Expected frequencies:

$\begin{array}{|l|c|} \hline \ & \text{Conservative} & \text{Socialist} & \text{Other} & \text{Total} \\ \hline \ \text{18-29} & \frac{213 \times 626 }{1189} \approx 112.14 & \frac{213 \times 544 }{1189} \approx97.45 & \frac{213 \times 19 }{1189} \approx3.4 & 213\\ \ \text{30-44} & \frac{345 \times 626 }{1189} \approx181.64 &\frac{345 \times 544 }{1189} \approx 157.85 & \frac{345 \times 19 }{1189} \approx5.51 & 345\\ \ \text{45-64} & \frac{440 \times 626 }{1189} \approx231.66 & \frac{440 \times 544 }{1189} \approx201.31 &\frac{440 \times 19 }{1189} \approx 7.03 & 440\\ \ \text{65 & older} &\frac{191 \times 626 }{1189} \approx 100.56 &\frac{191 \times 544 }{1189} \approx 87.39 & \frac{191 \times 19 }{1189} \approx3.05 & 191\\ \hline \ \text{Total} & 626 & 544 & 19 & 1189\\ \hline \end{array}$

Once we know the expected frequencies we have to check for two assumptions.
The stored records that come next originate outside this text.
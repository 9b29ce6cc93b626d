//! Segmenter: raw RGB region → binary edge mask isolating the screw.
//!
//! Stages, in order:
//! 1. luminance conversion ([`gray`]),
//! 2. separable Gaussian smoothing to suppress sensor noise ([`filters`]),
//! 3. Canny edge detection ([`crate::edges`]),
//! 4. square dilation to reconnect outline fragments broken at
//!    low-contrast boundaries ([`morph`]).
//!
//! The segmenter never fails: a region without edges yields an all-zero mask
//! and the shape fitter reports it as "not found".

pub mod filters;
pub mod gray;
pub mod morph;
mod options;

pub use options::SegmentOptions;

use crate::edges::canny;
use crate::image::{BinaryMask, ImageRgb8};
use filters::{gaussian_kernel, separable_blur};
use log::debug;

/// Turns a region of interest into a binary foreground mask.
pub trait Segmenter {
    fn segment(&self, roi: &ImageRgb8<'_>) -> BinaryMask;
}

/// Blur → Canny → dilate segmenter.
#[derive(Clone, Debug, Default)]
pub struct EdgeSegmenter {
    options: SegmentOptions,
}

impl EdgeSegmenter {
    pub fn new(options: SegmentOptions) -> Self {
        Self { options }
    }

    pub fn options(&self) -> &SegmentOptions {
        &self.options
    }
}

impl Segmenter for EdgeSegmenter {
    fn segment(&self, roi: &ImageRgb8<'_>) -> BinaryMask {
        let opts = &self.options;
        let gray = gray::to_gray(roi);
        let kernel = gaussian_kernel(opts.blur_kernel);
        let smooth = separable_blur(gray.as_view(), kernel.as_ref());
        let edges = canny(smooth.as_view(), opts.canny_low, opts.canny_high);
        let edge_px = edges.count_foreground();
        let mask = morph::dilate(&edges, opts.dilate_kernel, opts.dilate_iterations);
        debug!(
            "EdgeSegmenter::segment {}x{} edges={} dilated={}",
            roi.w,
            roi.h,
            edge_px,
            mask.count_foreground()
        );
        mask
    }
}

impl<S: Segmenter + ?Sized> Segmenter for &S {
    fn segment(&self, roi: &ImageRgb8<'_>) -> BinaryMask {
        (**self).segment(roi)
    }
}
//! JSON configuration of the command-line tools.

pub mod inspect;

pub use inspect::{load_config, InspectConfig, InspectOutputConfig};
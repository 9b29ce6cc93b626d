//! Convex hull by Andrew's monotone chain.
use nalgebra::Point2;
use std::cmp::Ordering;

/// Cross product of vectors OA and OB.
#[inline]
pub fn cross(o: &Point2<f64>, a: &Point2<f64>, b: &Point2<f64>) -> f64 {
    (a.x - o.x) * (b.y - o.y) - (a.y - o.y) * (b.x - o.x)
}

/// Hull vertices without collinear points, counter-clockwise in a y-up frame
/// (clockwise on screen). Duplicate input points are collapsed.
pub fn convex_hull(points: &[Point2<f64>]) -> Vec<Point2<f64>> {
    let mut pts = points.to_vec();
    pts.sort_by(|a, b| {
        a.x.partial_cmp(&b.x)
            .unwrap_or(Ordering::Equal)
            .then_with(|| a.y.partial_cmp(&b.y).unwrap_or(Ordering::Equal))
    });
    pts.dedup();
    if pts.len() < 3 {
        return pts;
    }

    let mut lower: Vec<Point2<f64>> = Vec::with_capacity(pts.len());
    for p in &pts {
        while lower.len() >= 2 && cross(&lower[lower.len() - 2], &lower[lower.len() - 1], p) <= 0.0
        {
            lower.pop();
        }
        lower.push(*p);
    }

    let mut upper: Vec<Point2<f64>> = Vec::with_capacity(pts.len());
    for p in pts.iter().rev() {
        while upper.len() >= 2 && cross(&upper[upper.len() - 2], &upper[upper.len() - 1], p) <= 0.0
        {
            upper.pop();
        }
        upper.push(*p);
    }

    // Each half ends on the other's first point.
    lower.pop();
    upper.pop();
    lower.extend(upper);
    lower
}
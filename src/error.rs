//! Error types for inspection, calibration and the file-facing outer layers.

use std::path::PathBuf;
use thiserror::Error;

/// Per-image failure surfaced by [`Inspector::measure`](crate::Inspector::measure).
///
/// Neither variant is fatal for a batch: callers log and move on to the next
/// image. Both are deterministic, so retrying the same image is pointless.
#[derive(Clone, Debug, Error, PartialEq, Eq)]
pub enum InspectError {
    /// The requested part type has no calibration entry.
    #[error("unknown part id `{0}`")]
    UnknownPartId(String),

    /// No foreground contour was found inside the region of interest.
    #[error("no screw detected in the region of interest")]
    NotFound,
}

/// Validation failures raised while building calibration data.
#[derive(Clone, Debug, Error, PartialEq)]
pub enum CalibrationError {
    /// A part entry carries an empty identifier.
    #[error("part id must not be empty")]
    EmptyPartId,

    /// Two entries share the same identifier.
    #[error("duplicate part id `{0}`")]
    DuplicatePart(String),

    /// A nominal dimension is non-finite or not strictly positive.
    #[error("part `{part_id}`: {field} must be finite and positive, got {value}")]
    InvalidDimension {
        part_id: String,
        field: &'static str,
        value: f64,
    },

    /// The table holds no entries.
    #[error("calibration table is empty")]
    EmptyTable,

    /// A global constant is outside its valid range.
    #[error("invalid constant {name}: {value}")]
    InvalidConstant { name: &'static str, value: f64 },
}

/// Failures of the file-facing layers (config, images, CSV, JSON).
#[derive(Debug, Error)]
pub enum FileError {
    #[error("failed to access {}: {source}", path.display())]
    Io {
        path: PathBuf,
        #[source]
        source: std::io::Error,
    },

    #[error("failed to decode or encode image {}: {source}", path.display())]
    Image {
        path: PathBuf,
        #[source]
        source: image::ImageError,
    },

    #[error("invalid JSON in {}: {source}", path.display())]
    Json {
        path: PathBuf,
        #[source]
        source: serde_json::Error,
    },

    #[error("{} is not a usable font file", path.display())]
    Font { path: PathBuf },

    #[error("{}:{line}: {message}", path.display())]
    Parse {
        path: PathBuf,
        line: usize,
        message: String,
    },

    #[error(transparent)]
    Calibration(#[from] CalibrationError),
}

impl FileError {
    pub(crate) fn io(path: impl Into<PathBuf>, source: std::io::Error) -> Self {
        Self::Io {
            path: path.into(),
            source,
        }
    }

    pub(crate) fn image(path: impl Into<PathBuf>, source: image::ImageError) -> Self {
        Self::Image {
            path: path.into(),
            source,
        }
    }

    pub(crate) fn json(path: impl Into<PathBuf>, source: serde_json::Error) -> Self {
        Self::Json {
            path: path.into(),
            source,
        }
    }
}

#[cfg(test)]
mod tests {
    use super::*;

    #[test]
    fn inspect_error_display_names_part() {
        let err = InspectError::UnknownPartId("M5x12".to_string());
        assert!(err.to_string().contains("M5x12"));
        assert!(InspectError::NotFound.to_string().contains("no screw"));
    }

    #[test]
    fn calibration_error_display_carries_field() {
        let err = CalibrationError::InvalidDimension {
            part_id: "M6x25".to_string(),
            field: "nominal_width_mm",
            value: -1.0,
        };
        let text = err.to_string();
        assert!(text.contains("M6x25"));
        assert!(text.contains("nominal_width_mm"));
    }
}
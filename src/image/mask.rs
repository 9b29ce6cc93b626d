//! Binary mask produced by the segmenter: 0 is background, 255 is foreground.

use super::traits::{ImageView, ImageViewMut};
use super::u8::{GrayImageU8, ImageU8};

pub const FOREGROUND: u8 = 255;

#[derive(Clone, Debug, PartialEq, Eq)]
pub struct BinaryMask {
    buf: GrayImageU8,
}

impl BinaryMask {
    /// All-background mask of size `w × h`.
    pub fn new(w: usize, h: usize) -> Self {
        Self {
            buf: GrayImageU8::new(w, h),
        }
    }

    /// Build a mask from a predicate evaluated at each pixel.
    pub fn from_fn(w: usize, h: usize, mut on: impl FnMut(usize, usize) -> bool) -> Self {
        let mut mask = Self::new(w, h);
        for y in 0..h {
            let row = mask.buf.row_mut(y);
            for (x, px) in row.iter_mut().enumerate() {
                if on(x, y) {
                    *px = FOREGROUND;
                }
            }
        }
        mask
    }

    /// Any nonzero sample of `gray` becomes foreground.
    pub fn from_gray(mut gray: GrayImageU8) -> Self {
        for y in 0..gray.height() {
            for px in gray.row_mut(y) {
                if *px != 0 {
                    *px = FOREGROUND;
                }
            }
        }
        Self { buf: gray }
    }

    #[inline]
    pub fn is_set(&self, x: usize, y: usize) -> bool {
        self.buf.get(x, y) != 0
    }

    #[inline]
    pub fn set(&mut self, x: usize, y: usize, on: bool) {
        self.buf.set(x, y, if on { FOREGROUND } else { 0 });
    }

    pub fn count_foreground(&self) -> usize {
        self.buf.as_slice().iter().filter(|&&v| v != 0).count()
    }

    pub fn as_view(&self) -> ImageU8<'_> {
        self.buf.as_view()
    }

    pub fn as_gray(&self) -> &GrayImageU8 {
        &self.buf
    }
}

impl ImageView for BinaryMask {
    type Pixel = u8;

    #[inline]
    fn width(&self) -> usize {
        self.buf.width()
    }
    #[inline]
    fn height(&self) -> usize {
        self.buf.height()
    }
    #[inline]
    fn stride(&self) -> usize {
        self.buf.width()
    }
    #[inline]
    fn row(&self, y: usize) -> &[u8] {
        self.buf.row(y)
    }
}

impl ImageViewMut for BinaryMask {
    #[inline]
    fn row_mut(&mut self, y: usize) -> &mut [u8] {
        self.buf.row_mut(y)
    }
}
First, we have to make sure that all expected frequencies are 1 or greater. Second, at most 20 % of the expected frequencies are less than 5. By looking at the table we may confirm that both assumptions are fulfilled.

The actual comparison is done based on the $$\chi^2$$ test statistic for the observed frequency and the expected frequency. The $$\chi^2$$ test statistic follows the $$\chi^2$$ distribution and is given by

$\chi^2= \sum{\frac{(O-E)^2}{E}}\text{,}$

where $$O$$ represents the observed frequency and $$E$$ represents the expected frequency. Please note that $$\frac{(O-E)^2}{E}$$ is evaluated for each cell and then summed up.

The number of degrees of freedom are given by

$df = (r-1) \times (c-1)\text{,}$

where $$r$$ and $$c$$ are the number of possible values for the two variables under consideration.

Adopted to the above example this leads to a somehow long expression, which, for the sake of brevity, is just given for the first and the last row of the contingency tables of interest:

$\chi^2 = \frac{141 \times 112.14}{112.14} + \frac{68 \times 97.45}{97.45} + \frac{4 \times 3.4}{3.4} + ... + \frac{86 \times 100.56}{100.56} + \frac{101 \times 87.39}{87.39} + \frac{4 \times 3.05}{3.05}$

If the null hypothesis is true, the observed and expected frequencies are roughly equal, resulting in a small value of the $$\chi^2$$ test statistic; thus, supporting $$H_0$$. If, however, the value of the $$\chi^2$$ test statistic is large, the data provides evidence against $$H_0$$. In the next sections we further discuss how to assess the value of the $$\chi^2$$ test statistic in the framework of hypothesis testing.

#### $$\chi^2$$ Independence Test: An Example

In order to get some hands-on experience we apply the $$\chi^2$$ independence test in an exercise. For this we import the students data set, which you may also download here.

students <- read.csv("https://userpage.fu-berlin.de/soga/data/raw-data/students.csv")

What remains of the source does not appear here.